Closing paths to cycles in symmetric graphs
Martin Milanič, Đorđe Mitrović
TL;DR
The paper investigates when paths close to cycles in symmetric graphs, formulating the PtoC and IndPtoC problems for vertex-transitive and edge-transitive classes. It provides complete resolutions for connected VT graphs, ET graphs, and ET nonstar graphs, showing that short paths inevitably close to cycles while longer paths admit infinite families of counterexamples; the induced-path variants mirror these patterns with similar finite thresholds and infinite counterexamples. Core techniques rely on automorphism-based symmetry properties, line graph relations, and connectivity bounds, yielding tight thresholds (notably length $4$ for VT, length $3$ for ET nonstars, and length $2$ for induced VT paths) and explicit counterexamples such as circulant graphs $\text{Circ}(2n,\{\pm1,\pm2\})$, the diamond graphs $K_n^{\diamond}$, and hypercube line graphs $L(Q_n)$. The results illuminate the precise extent symmetry enforces path-cycle closures and identify natural obstructions like star graphs, while pointing to rich avenues for future work in parametrized regularity and broader symmetry classes.
Abstract
It was shown by Beisegel, Chudnovsky, Gurvich, Milanič, and Servatius in 2022 that every induced $2$-edge path in a vertex-transitive graph closes to an induced cycle.
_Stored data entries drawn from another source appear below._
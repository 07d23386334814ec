//! issueboard - incremental issue-search board loader
//!
//! CLI entry point: runs a single search or a whole board and prints each
//! column's snapshot.

use std::fs;
use std::path::{Path, PathBuf};
use std::sync::Arc;

use clap::Parser;
use colored::Colorize;
use eyre::{Context, Result};
use tracing::info;

use issueboard::board::Board;
use issueboard::cli::{Cli, Command};
use issueboard::config::Config;
use issueboard::loader::{ColumnLoader, Phase, Snapshot};
use issueboard::search::{self, IssueState, SearchClient, SearchErrorKind};

fn setup_logging(verbose: bool) -> Result<()> {
    // Create log directory
    let log_dir = dirs::data_local_dir()
        .unwrap_or_else(|| PathBuf::from("."))
        .join("issueboard")
        .join("logs");

    fs::create_dir_all(&log_dir).context("Failed to create log directory")?;

    // Setup tracing subscriber - write to log file, not stdout/stderr
    let level = if verbose { tracing::Level::DEBUG } else { tracing::Level::INFO };
    let log_file = fs::File::create(log_dir.join("issueboard.log")).context("Failed to create log file")?;

    tracing_subscriber::fmt()
        .with_writer(log_file)
        .with_ansi(false)
        .with_env_filter(tracing_subscriber::EnvFilter::from_default_env().add_directive(level.into()))
        .init();

    info!("Logging initialized (verbose: {})", verbose);
    Ok(())
}

#[tokio::main]
async fn main() -> Result<()> {
    let cli = Cli::parse();

    setup_logging(cli.verbose).context("Failed to setup logging")?;

    let config = Config::load(cli.config.as_ref()).context("Failed to load configuration")?;
    config.validate()?;

    info!(endpoint = %config.github.endpoint, page_size = config.github.page_size, "issueboard loaded config");

    match cli.command {
        Command::Search {
            filter,
            scope,
            pages,
            all,
        } => cmd_search(&config, &scope, &filter, pages, all).await,
        Command::Board { file, pages } => cmd_board(&config, &file, pages).await,
    }
}

/// Run one loader for a single scope+filter pair
async fn cmd_search(config: &Config, scope: &str, filter: &str, pages: u32, all: bool) -> Result<()> {
    let client = search::create_client(&config.github)?;

    let mut loader = ColumnLoader::new(scope, filter);
    drive(&mut loader, client.as_ref(), pages, all).await;

    render_column("results", filter, &loader.snapshot());
    Ok(())
}

/// Load every column of a board, concurrently - loaders are independent
async fn cmd_board(config: &Config, file: &Path, pages: u32) -> Result<()> {
    let board = Board::load(file).context(format!("Failed to load board from {}", file.display()))?;
    let client = search::create_client(&config.github)?;

    println!("{}", board.name.bold().underline());
    if !board.query.is_empty() {
        println!("{}", board.query.dimmed());
    }
    println!();

    let tasks = board.columns.iter().map(|column| {
        let client = Arc::clone(&client);
        let scope = board.query.clone();
        let column = column.clone();
        async move {
            let mut loader = ColumnLoader::new(scope, column.query.clone());
            drive(&mut loader, client.as_ref(), pages, false).await;
            (column, loader.snapshot())
        }
    });

    for (column, snapshot) in futures::future::join_all(tasks).await {
        render_column(&column.name, &column.query, &snapshot);
        println!();
    }

    Ok(())
}

/// Fetch the first page, then keep appending until the page limit, the
/// result set, or a failure ends the run
async fn drive(loader: &mut ColumnLoader, client: &dyn SearchClient, pages: u32, all: bool) {
    loader.refresh(client).await;

    let mut fetched = 1u32;
    while loader.phase() == Phase::Ready && loader.has_more() && (all || fetched < pages) {
        loader.fetch_more(client).await;
        fetched += 1;
    }
}

/// Print one column's snapshot
fn render_column(name: &str, filter: &str, snapshot: &Snapshot) {
    if snapshot.has_count() {
        println!("{} {}", name.bold(), format!("({})", snapshot.total_count).dimmed());
    } else {
        println!("{}", name.bold());
    }
    if !filter.is_empty() {
        println!("{}", filter.dimmed());
    }

    if let Some(failure) = &snapshot.failure {
        match failure.kind {
            SearchErrorKind::RateLimited => {
                println!("  {}", "rate limited - try again later".red());
            }
            _ => {
                println!("  {} {}", "search failed:".red(), failure.message);
            }
        }
    }

    if snapshot.is_empty_result() {
        println!("  {}", "No results".dimmed());
        return;
    }

    for issue in &snapshot.items {
        let state = match issue.state {
            IssueState::Open => "open".green(),
            IssueState::Closed => "closed".magenta(),
        };
        let labels = issue.labels.iter().map(|l| l.name.as_str()).collect::<Vec<_>>().join(", ");

        if labels.is_empty() {
            println!("  {} {} {}", format!("#{}", issue.number).cyan(), issue.title, state);
        } else {
            println!(
                "  {} {} {} {}",
                format!("#{}", issue.number).cyan(),
                issue.title,
                state,
                format!("[{}]", labels).yellow()
            );
        }
    }

    if snapshot.has_more {
        println!(
            "  {}",
            format!("... {} of {} loaded, pass --pages to fetch more", snapshot.items.len(), snapshot.total_count).dimmed()
        );
    }
}
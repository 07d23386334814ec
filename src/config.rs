//! Issueboard configuration types and loading

use eyre::{Context, Result};
use serde::{Deserialize, Serialize};
use std::fs;
use std::path::{Path, PathBuf};

/// Main issueboard configuration
#[derive(Debug, Clone, Default, Serialize, Deserialize)]
#[serde(default)]
pub struct Config {
    /// GitHub API configuration
    pub github: GithubConfig,
}

impl Config {
    /// Validate configuration before use
    ///
    /// Checks that required environment variables are set. Call this early
    /// in startup to fail fast with clear error messages.
    pub fn validate(&self) -> Result<()> {
        self.github.get_token()?;
        Ok(())
    }

    /// Load configuration with fallback chain
    pub fn load(config_path: Option<&PathBuf>) -> Result<Self> {
        // If explicit config path provided, try to load it
        if let Some(path) = config_path {
            return Self::load_from_file(path).context(format!("Failed to load config from {}", path.display()));
        }

        // Try project-local config: .issueboard.yml
        let local_config = PathBuf::from(".issueboard.yml");
        if local_config.exists() {
            match Self::load_from_file(&local_config) {
                Ok(config) => return Ok(config),
                Err(e) => {
                    tracing::warn!("Failed to load config from {}: {}", local_config.display(), e);
                }
            }
        }

        // Try user config: ~/.config/issueboard/issueboard.yml
        if let Some(config_dir) = dirs::config_dir() {
            let user_config = config_dir.join("issueboard").join("issueboard.yml");
            if user_config.exists() {
                match Self::load_from_file(&user_config) {
                    Ok(config) => return Ok(config),
                    Err(e) => {
                        tracing::warn!("Failed to load config from {}: {}", user_config.display(), e);
                    }
                }
            }
        }

        // No config file found, use defaults
        tracing::info!("No config file found, using defaults");
        Ok(Self::default())
    }

    fn load_from_file<P: AsRef<Path>>(path: P) -> Result<Self> {
        let content = fs::read_to_string(&path).context("Failed to read config file")?;

        let config: Self = serde_yaml::from_str(&content).context("Failed to parse config file")?;

        tracing::info!("Loaded config from: {}", path.as_ref().display());
        Ok(config)
    }
}

/// GitHub API configuration
#[derive(Debug, Clone, Serialize, Deserialize)]
#[serde(default)]
pub struct GithubConfig {
    /// Environment variable containing the API token
    #[serde(rename = "token-env")]
    pub token_env: String,

    /// GraphQL endpoint URL
    pub endpoint: String,

    /// Items requested per page
    #[serde(rename = "page-size")]
    pub page_size: u32,

    /// Request timeout in milliseconds
    #[serde(rename = "timeout-ms")]
    pub timeout_ms: u64,
}

impl Default for GithubConfig {
    fn default() -> Self {
        Self {
            token_env: "GITHUB_TOKEN".to_string(),
            endpoint: "https://api.github.com/graphql".to_string(),
            page_size: 25,
            timeout_ms: 30_000,
        }
    }
}

impl GithubConfig {
    /// Read the API token from the configured environment variable
    pub fn get_token(&self) -> Result<String> {
        std::env::var(&self.token_env)
            .map_err(|_| eyre::eyre!("GitHub token not found. Set the {} environment variable.", self.token_env))
    }
}
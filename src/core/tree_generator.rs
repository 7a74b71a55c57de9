//! Generates an ASCII representation of a directory tree.

/// One line of the rendered tree and the nodes nested below it.
#[derive(Debug, Clone, Default, PartialEq, Eq)]
pub struct RenderNode {
    pub label: String,
    pub is_directory: bool,
    /// Short annotations printed after the label, e.g. `UTF-8`.
    pub badges: Vec<String>,
    pub children: Vec<RenderNode>,
}

impl RenderNode {
    pub fn file(label: impl Into<String>) -> Self {
        Self {
            label: label.into(),
            ..Default::default()
        }
    }

    pub fn folder(label: impl Into<String>, children: Vec<RenderNode>) -> Self {
        Self {
            label: label.into(),
            is_directory: true,
            badges: Vec::new(),
            children,
        }
    }

    pub fn with_badges(mut self, badges: Vec<String>) -> Self {
        self.badges = badges;
        self
    }
}

/// A utility struct for generating an ASCII directory tree.
///
/// This struct is stateless and provides methods as associated functions.
/// Nodes are rendered in the order given; callers sort them beforehand.
pub struct TreeGenerator;

impl TreeGenerator {
    /// Renders `roots` and everything below them, one node per line.
    pub fn generate_tree(roots: &[RenderNode]) -> String {
        let mut result = String::new();
        Self::render_children(roots, &mut result, "");
        result
    }

    fn render_children(children: &[RenderNode], result: &mut String, prefix: &str) {
        for (i, node) in children.iter().enumerate() {
            let is_last = i == children.len() - 1;

            let connector = if is_last { "└── " } else { "├── " };
            let icon = if node.is_directory { "📁 " } else { "📄 " };

            result.push_str(&format!("{prefix}{connector}{icon}{}", node.label));
            for badge in &node.badges {
                result.push_str(&format!(" [{badge}]"));
            }
            result.push('\n');

            if !node.children.is_empty() {
                let new_prefix = if is_last {
                    format!("{prefix}    ")
                } else {
                    format!("{prefix}│   ")
                };
                Self::render_children(&node.children, result, &new_prefix);
            }
        }
    }
}
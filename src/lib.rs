// Declare all modules as public so they can be used by the binary and tests.
pub mod app;
pub mod config;
pub mod core;
pub mod utils;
Similar results were obtained for 3-edge paths closing to cycles in edge-transitive graphs, where the cycle can be assumed to be induced if the path is induced. Motivated by these results, we consider the following problem: For a given class of graphs, determine all integers $\ell\geq 0$ such that for every graph in the class, every path of length at most $\ell$ closes to a cycle. We also consider the variant of the problem for induced paths closing to induced cycles. We completely solve these problems for the classes of (finite) vertex-transitive graphs, edge-transitive graphs, and edge-transitive graphs that are not stars. For all but one case of a negative answer, we provide infinite families of connected counterexamples.